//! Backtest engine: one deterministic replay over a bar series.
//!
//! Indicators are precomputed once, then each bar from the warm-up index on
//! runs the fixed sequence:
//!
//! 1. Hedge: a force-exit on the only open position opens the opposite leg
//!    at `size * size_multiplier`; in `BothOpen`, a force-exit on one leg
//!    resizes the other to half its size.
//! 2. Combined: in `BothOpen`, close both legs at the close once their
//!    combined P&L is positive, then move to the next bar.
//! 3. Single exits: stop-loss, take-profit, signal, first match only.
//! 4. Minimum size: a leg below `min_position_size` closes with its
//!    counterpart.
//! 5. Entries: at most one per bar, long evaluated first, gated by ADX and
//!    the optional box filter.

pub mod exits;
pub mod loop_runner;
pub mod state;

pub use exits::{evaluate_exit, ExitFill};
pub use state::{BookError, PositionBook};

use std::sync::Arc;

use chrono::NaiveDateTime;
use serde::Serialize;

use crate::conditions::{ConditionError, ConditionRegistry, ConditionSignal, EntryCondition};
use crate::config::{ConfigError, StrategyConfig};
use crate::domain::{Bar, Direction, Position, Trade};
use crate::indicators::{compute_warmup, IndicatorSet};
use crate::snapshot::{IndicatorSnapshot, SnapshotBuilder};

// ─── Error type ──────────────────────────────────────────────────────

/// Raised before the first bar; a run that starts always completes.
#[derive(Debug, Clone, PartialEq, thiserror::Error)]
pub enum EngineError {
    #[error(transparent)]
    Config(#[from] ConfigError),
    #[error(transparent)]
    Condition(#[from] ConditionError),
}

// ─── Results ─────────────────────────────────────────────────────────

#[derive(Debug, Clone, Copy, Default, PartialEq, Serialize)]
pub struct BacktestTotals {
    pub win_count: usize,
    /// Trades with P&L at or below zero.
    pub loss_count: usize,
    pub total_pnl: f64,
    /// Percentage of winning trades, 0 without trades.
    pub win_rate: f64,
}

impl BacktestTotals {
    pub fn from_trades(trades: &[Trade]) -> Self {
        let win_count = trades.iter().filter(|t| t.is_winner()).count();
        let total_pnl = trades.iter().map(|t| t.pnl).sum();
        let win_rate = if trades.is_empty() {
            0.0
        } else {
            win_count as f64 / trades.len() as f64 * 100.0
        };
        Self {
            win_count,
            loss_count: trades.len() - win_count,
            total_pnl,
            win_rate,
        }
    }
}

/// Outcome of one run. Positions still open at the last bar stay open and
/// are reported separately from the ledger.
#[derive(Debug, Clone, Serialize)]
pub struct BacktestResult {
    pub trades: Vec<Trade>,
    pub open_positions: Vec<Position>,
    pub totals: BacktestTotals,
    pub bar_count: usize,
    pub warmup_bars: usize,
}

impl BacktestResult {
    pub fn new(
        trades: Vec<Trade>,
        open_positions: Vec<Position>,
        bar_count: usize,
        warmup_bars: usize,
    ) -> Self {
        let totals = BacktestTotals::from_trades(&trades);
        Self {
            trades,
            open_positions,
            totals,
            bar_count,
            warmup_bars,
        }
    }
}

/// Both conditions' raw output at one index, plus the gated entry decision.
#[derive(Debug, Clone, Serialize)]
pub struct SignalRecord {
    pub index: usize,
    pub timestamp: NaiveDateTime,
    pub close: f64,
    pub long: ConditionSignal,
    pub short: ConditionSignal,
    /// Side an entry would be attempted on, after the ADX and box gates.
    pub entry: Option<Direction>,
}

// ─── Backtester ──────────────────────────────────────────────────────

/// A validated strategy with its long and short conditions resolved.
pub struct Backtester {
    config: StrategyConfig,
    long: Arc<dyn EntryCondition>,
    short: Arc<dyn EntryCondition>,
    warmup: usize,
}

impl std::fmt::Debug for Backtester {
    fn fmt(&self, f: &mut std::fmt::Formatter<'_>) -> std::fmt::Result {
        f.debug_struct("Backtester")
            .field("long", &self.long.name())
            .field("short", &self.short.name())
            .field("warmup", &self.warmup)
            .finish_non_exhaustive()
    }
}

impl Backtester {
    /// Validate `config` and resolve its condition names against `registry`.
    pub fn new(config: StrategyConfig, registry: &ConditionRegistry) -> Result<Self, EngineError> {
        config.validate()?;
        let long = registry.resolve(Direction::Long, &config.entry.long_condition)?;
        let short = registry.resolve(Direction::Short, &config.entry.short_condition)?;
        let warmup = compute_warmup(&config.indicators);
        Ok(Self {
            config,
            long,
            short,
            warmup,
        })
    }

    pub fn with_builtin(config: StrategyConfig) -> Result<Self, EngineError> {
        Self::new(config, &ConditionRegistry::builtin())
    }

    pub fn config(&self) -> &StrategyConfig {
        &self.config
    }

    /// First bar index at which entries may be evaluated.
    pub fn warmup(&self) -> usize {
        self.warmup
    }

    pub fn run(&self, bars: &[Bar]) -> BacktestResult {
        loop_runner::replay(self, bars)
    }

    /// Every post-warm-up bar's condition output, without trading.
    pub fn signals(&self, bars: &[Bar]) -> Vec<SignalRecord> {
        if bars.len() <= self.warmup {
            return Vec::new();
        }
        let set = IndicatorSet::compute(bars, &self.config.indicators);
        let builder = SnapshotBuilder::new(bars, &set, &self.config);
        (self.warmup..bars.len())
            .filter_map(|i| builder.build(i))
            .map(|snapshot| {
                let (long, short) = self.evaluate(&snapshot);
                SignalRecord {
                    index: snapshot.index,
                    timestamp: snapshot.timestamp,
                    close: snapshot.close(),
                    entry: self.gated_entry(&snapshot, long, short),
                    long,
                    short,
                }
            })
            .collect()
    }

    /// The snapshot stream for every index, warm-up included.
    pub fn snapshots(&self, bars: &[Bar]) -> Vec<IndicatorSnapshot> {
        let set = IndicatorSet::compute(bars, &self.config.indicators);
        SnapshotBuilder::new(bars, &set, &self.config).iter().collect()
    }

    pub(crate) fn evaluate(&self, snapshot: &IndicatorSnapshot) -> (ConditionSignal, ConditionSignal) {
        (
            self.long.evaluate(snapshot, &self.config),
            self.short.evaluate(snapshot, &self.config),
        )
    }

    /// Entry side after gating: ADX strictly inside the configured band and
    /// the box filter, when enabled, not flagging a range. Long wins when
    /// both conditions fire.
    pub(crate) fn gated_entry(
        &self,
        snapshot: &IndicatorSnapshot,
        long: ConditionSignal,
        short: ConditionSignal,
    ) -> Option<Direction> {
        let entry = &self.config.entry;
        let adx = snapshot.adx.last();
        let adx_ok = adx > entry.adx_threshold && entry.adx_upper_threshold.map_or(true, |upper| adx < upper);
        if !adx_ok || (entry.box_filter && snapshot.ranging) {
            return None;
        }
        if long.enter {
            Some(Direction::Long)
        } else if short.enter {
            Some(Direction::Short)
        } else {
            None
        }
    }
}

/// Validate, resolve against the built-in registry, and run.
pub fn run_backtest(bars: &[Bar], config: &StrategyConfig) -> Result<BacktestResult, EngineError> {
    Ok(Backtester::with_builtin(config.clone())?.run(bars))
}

--

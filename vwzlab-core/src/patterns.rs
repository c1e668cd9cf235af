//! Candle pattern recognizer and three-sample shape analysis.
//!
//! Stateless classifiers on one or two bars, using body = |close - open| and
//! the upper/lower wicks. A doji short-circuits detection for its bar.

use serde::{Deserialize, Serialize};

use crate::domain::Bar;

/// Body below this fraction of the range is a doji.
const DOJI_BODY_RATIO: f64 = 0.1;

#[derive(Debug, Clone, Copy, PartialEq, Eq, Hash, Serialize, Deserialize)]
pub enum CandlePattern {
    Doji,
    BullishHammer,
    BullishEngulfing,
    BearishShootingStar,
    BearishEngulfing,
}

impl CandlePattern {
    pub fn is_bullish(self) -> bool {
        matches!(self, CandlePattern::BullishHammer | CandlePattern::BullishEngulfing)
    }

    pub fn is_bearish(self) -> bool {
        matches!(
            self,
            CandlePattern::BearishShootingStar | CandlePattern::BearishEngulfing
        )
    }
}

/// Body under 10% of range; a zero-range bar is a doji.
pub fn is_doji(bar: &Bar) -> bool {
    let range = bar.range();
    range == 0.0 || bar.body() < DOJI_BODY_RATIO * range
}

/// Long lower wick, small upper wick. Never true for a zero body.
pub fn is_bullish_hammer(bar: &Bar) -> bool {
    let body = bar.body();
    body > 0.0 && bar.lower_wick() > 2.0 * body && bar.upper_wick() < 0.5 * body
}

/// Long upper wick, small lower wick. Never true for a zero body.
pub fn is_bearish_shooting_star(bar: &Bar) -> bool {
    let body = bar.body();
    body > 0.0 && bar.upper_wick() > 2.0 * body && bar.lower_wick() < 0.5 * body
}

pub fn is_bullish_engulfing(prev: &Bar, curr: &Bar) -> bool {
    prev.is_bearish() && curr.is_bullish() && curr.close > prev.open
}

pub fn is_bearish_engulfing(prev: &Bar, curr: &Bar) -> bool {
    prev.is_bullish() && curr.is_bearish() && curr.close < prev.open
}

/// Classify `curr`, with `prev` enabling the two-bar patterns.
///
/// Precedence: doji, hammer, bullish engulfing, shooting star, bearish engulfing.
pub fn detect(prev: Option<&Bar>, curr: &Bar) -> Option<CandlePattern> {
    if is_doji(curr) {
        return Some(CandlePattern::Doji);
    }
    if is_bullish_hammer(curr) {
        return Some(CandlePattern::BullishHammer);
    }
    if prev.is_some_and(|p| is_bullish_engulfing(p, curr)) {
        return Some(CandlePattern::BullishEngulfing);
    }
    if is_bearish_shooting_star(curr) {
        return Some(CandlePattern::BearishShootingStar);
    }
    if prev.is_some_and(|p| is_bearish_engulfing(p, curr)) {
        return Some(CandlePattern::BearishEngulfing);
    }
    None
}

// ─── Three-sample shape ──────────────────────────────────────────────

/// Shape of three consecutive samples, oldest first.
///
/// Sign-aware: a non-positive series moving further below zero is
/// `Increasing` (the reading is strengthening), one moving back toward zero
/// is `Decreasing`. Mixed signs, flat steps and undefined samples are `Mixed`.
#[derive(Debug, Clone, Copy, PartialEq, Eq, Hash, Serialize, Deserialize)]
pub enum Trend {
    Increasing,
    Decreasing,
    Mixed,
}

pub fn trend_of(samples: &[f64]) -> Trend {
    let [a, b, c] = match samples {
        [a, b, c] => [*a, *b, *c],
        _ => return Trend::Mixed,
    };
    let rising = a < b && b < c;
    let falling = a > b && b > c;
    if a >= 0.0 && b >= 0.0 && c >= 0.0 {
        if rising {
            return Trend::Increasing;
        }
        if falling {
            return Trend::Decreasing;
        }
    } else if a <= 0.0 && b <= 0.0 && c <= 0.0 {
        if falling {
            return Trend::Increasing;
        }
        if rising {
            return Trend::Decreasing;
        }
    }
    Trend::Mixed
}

==

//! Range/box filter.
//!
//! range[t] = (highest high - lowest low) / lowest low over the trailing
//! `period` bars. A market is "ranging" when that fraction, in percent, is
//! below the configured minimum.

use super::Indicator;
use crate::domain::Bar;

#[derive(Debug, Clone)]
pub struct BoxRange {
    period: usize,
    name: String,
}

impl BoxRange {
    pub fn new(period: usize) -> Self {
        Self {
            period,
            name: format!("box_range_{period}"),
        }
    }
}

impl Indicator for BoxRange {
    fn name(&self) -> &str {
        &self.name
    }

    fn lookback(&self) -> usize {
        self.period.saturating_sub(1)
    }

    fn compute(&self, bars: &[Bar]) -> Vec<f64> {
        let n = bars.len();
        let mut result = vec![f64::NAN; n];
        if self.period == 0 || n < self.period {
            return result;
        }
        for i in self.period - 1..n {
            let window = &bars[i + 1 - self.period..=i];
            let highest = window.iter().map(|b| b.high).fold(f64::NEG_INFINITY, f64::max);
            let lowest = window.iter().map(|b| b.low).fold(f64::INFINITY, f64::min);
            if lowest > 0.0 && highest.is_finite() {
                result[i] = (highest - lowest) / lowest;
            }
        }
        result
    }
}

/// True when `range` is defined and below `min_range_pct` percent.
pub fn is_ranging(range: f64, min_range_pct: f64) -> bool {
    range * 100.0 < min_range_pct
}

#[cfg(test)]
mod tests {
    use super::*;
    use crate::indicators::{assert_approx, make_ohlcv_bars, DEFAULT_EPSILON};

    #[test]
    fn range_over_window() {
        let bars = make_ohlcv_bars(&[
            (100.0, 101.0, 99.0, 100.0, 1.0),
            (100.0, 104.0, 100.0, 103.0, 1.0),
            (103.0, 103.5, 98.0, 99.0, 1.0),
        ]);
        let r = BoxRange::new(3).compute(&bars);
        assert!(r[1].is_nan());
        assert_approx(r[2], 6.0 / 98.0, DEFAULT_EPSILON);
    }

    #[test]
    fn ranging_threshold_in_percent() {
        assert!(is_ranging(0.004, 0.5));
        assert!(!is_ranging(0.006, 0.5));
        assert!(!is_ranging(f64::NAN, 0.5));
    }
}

**The task**
Report every line from the material above that mentions the word "usize".

**Task result**
    pub win_count: usize,
    pub loss_count: usize,
    pub bar_count: usize,
    pub warmup_bars: usize,
        bar_count: usize,
        warmup_bars: usize,
    pub index: usize,
    warmup: usize,
    pub fn warmup(&self) -> usize {
    period: usize,
    pub fn new(period: usize) -> Self {
    fn lookback(&self) -> usize {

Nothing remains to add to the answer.